Under our experimental conditions, we found a lower MAP (8 mmHg) measured via an indwelling catheter agreeing well with previous tail-cuff measurements of lower systolic BP in TP-KO mice during conscious conditions (20). As previously found in humans, dogs, and rats, TP receptor antagonist treatment did not affect MAP in normal mice (2931). We assessed for the first time RBF and GFR in the TP-KO mice and found that these hemodynamic measures did not differ among WT mice, TP-KO mice, and mice that were treated with TP receptor antagonist. Likewise, TP receptor antagonist or TxA2 synthase inhibitor does not affect RBF and GFR or tubuloglomerular feedback control of afferent arteriolar resistance in various strains of rat under resting conditions (17,31,32). These results suggest that TP receptors during basal conditions, in contrast to various renal disorders, do not influence renal hemodynamics.
The combined responses of the systemic nonrenal vasculature to LPS are characterized by decreases in MAP and in total peripheral vascular resistance largely as a result of iNOS stimulation and enhanced NO overproduction (33). In accordance with this, we find a greater MAP response to the unselective NO synthase inhibitor, NG-nitro-L-arginine methyl ester in endotoxemic mice than in control mice (data not shown). In contrast to the BP response, the renal circulation responded differently to LPS than did most vascular beds. It is important to recognize that an increase of RVR contributes to the lower RBF in endotoxemic mice. In normal conditions, autoregulatory mechanisms attempt to maintain RBF constant during hypotension by decreasing RVR. Despite the accompanying hypotension, we found a marked renal vasoconstriction during endotoxemic shock, a finding implicating active involvement of vasoactive factors. Our results showing renal vasoconstriction and increased RVR agree with previous in vitro and in vivo studies in rodents (5,6,10).
The origin of the relatively unique constrictor response of the renal microcirculation to LPS is unknown.

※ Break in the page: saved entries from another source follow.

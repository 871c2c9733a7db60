//! Reference memory stores for Taskweave.
//!
//! Implementations of the [`MemoryStore`](taskweave_core::MemoryStore)
//! contract: in-memory (testing and ephemeral operations), file-backed
//! (JSONL persistence), and no-op (memory disabled). The `vector` module
//! holds the similarity utilities behind semantic recall.

pub mod file_store;
pub mod in_memory;
pub mod noop;
pub mod vector;

pub use file_store::FileStore;
pub use in_memory::InMemoryStore;
pub use noop::NoopStore;
pub use vector::{cosine_similarity, keyword_score, vector_search, Embedder, SharedEmbedder};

There is little doubt that there are heterogeneous responses to vasoactive agents among organs and vascular beds. The renal circulation relative to others is commonly spared from the typical agonist hyporesponsiveness seen in endotoxemic conditions (34,35). Furthermore, in contrast to the impaired contraction of isolated aorta to
-adrenoceptor stimulation, contractions to a TxA2 agonist were unaffected by LPS infusion (34). Thus, it is reasonable to postulate that the absence of hypocontractility to TxA2 seems central to the renal vasoconstriction and emphasizes the primary role of TP receptors on renal hemodynamics during sepsis. These notions raise important questions about heterogeneous TP receptor expression and/or TxA2 synthesis between kidney and other tissues during endotoxemic shock.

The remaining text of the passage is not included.